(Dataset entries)
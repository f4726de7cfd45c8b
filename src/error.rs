use std::process::ExitStatus;
use std::time::Duration;
use thiserror::Error;

/// Configuration problems. These are fatal: the daemon refuses to run with a
/// partial or contradictory setup and exits with a diagnostic naming the
/// offending token.
#[derive(Debug, Error)]
pub enum ConfigError {
    #[error("duplicated filesystem entry {0:?} in FILE_SYSTEMS")]
    DuplicateFilesystem(String),

    #[error("invalid threshold {value:?} for filesystem {filesystem:?}")]
    InvalidThreshold { filesystem: String, value: String },

    #[error("invalid value {value:?} for {name}")]
    InvalidSetting { name: &'static str, value: String },
}

/// Failures while sampling the usage table. The daemon logs these and retries
/// on the next tick; one-shot modes propagate them as a non-zero exit.
#[derive(Debug, Error)]
pub enum UsageError {
    #[error("failed to run df: {0}")]
    Spawn(std::io::Error),

    #[error("df exited with {0}")]
    Failed(ExitStatus),

    #[error("df timed out after {0:?}")]
    TimedOut(Duration),

    #[error("usage table header is missing the {0:?} column")]
    MissingColumn(&'static str),

    #[error("usage table is empty")]
    Empty,
}

#[cfg(test)]
mod tests {
    use super::*;

    #[test]
    fn config_errors_name_the_offending_token() {
        let err = ConfigError::DuplicateFilesystem("/data".into());
        assert_eq!(
            err.to_string(),
            "duplicated filesystem entry \"/data\" in FILE_SYSTEMS"
        );

        let err = ConfigError::InvalidThreshold {
            filesystem: "/data".into(),
            value: "high".into(),
        };
        assert_eq!(
            err.to_string(),
            "invalid threshold \"high\" for filesystem \"/data\""
        );

        let err = ConfigError::InvalidSetting {
            name: "TRIGGER_INTERVAL",
            value: "soon".into(),
        };
        assert_eq!(err.to_string(), "invalid value \"soon\" for TRIGGER_INTERVAL");
    }

    #[test]
    fn usage_errors_describe_the_failure() {
        let err = UsageError::MissingColumn("Use%");
        assert_eq!(
            err.to_string(),
            "usage table header is missing the \"Use%\" column"
        );
        assert_eq!(UsageError::Empty.to_string(), "usage table is empty");
    }
}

| EXERCISE BRIEF |
An exact repeat of all the entries above is required.

| EXERCISE RESPONSE |
repository f4726de7cfd45c8b
filename src/error.rs
use std::process::ExitStatus;
use std::time::Duration;
use thiserror::Error;

/// Configuration problems. These are fatal: the daemon refuses to run with a
/// partial or contradictory setup and exits with a diagnostic naming the
/// offending token.
#[derive(Debug, Error)]
pub enum ConfigError {
    #[error("duplicated filesystem entry {0:?} in FILE_SYSTEMS")]
    DuplicateFilesystem(String),

    #[error("invalid threshold {value:?} for filesystem {filesystem:?}")]
    InvalidThreshold { filesystem: String, value: String },

    #[error("invalid value {value:?} for {name}")]
    InvalidSetting { name: &'static str, value: String },
}

/// Failures while sampling the usage table. The daemon logs these and retries
/// on the next tick; one-shot modes propagate them as a non-zero exit.
#[derive(Debug, Error)]
pub enum UsageError {
    #[error("failed to run df: {0}")]
    Spawn(std::io::Error),

    #[error("df exited with {0}")]
    Failed(ExitStatus),

    #[error("df timed out after {0:?}")]
    TimedOut(Duration),

    #[error("usage table header is missing the {0:?} column")]
    MissingColumn(&'static str),

    #[error("usage table is empty")]
    Empty,
}

#[cfg(test)]
mod tests {
    use super::*;

    #[test]
    fn config_errors_name_the_offending_token() {
        let err = ConfigError::DuplicateFilesystem("/data".into());
        assert_eq!(
            err.to_string(),
            "duplicated filesystem entry \"/data\" in FILE_SYSTEMS"
        );

        let err = ConfigError::InvalidThreshold {
            filesystem: "/data".into(),
            value: "high".into(),
        };
        assert_eq!(
            err.to_string(),
            "invalid threshold \"high\" for filesystem \"/data\""
        );

        let err = ConfigError::InvalidSetting {
            name: "TRIGGER_INTERVAL",
            value: "soon".into(),
        };
        assert_eq!(err.to_string(), "invalid value \"soon\" for TRIGGER_INTERVAL");
    }

    #[test]
    fn usage_errors_describe_the_failure() {
        let err = UsageError::MissingColumn("Use%");
        assert_eq!(
            err.to_string(),
            "usage table header is missing the \"Use%\" column"
        );
        assert_eq!(UsageError::Empty.to_string(), "usage table is empty");
    }
}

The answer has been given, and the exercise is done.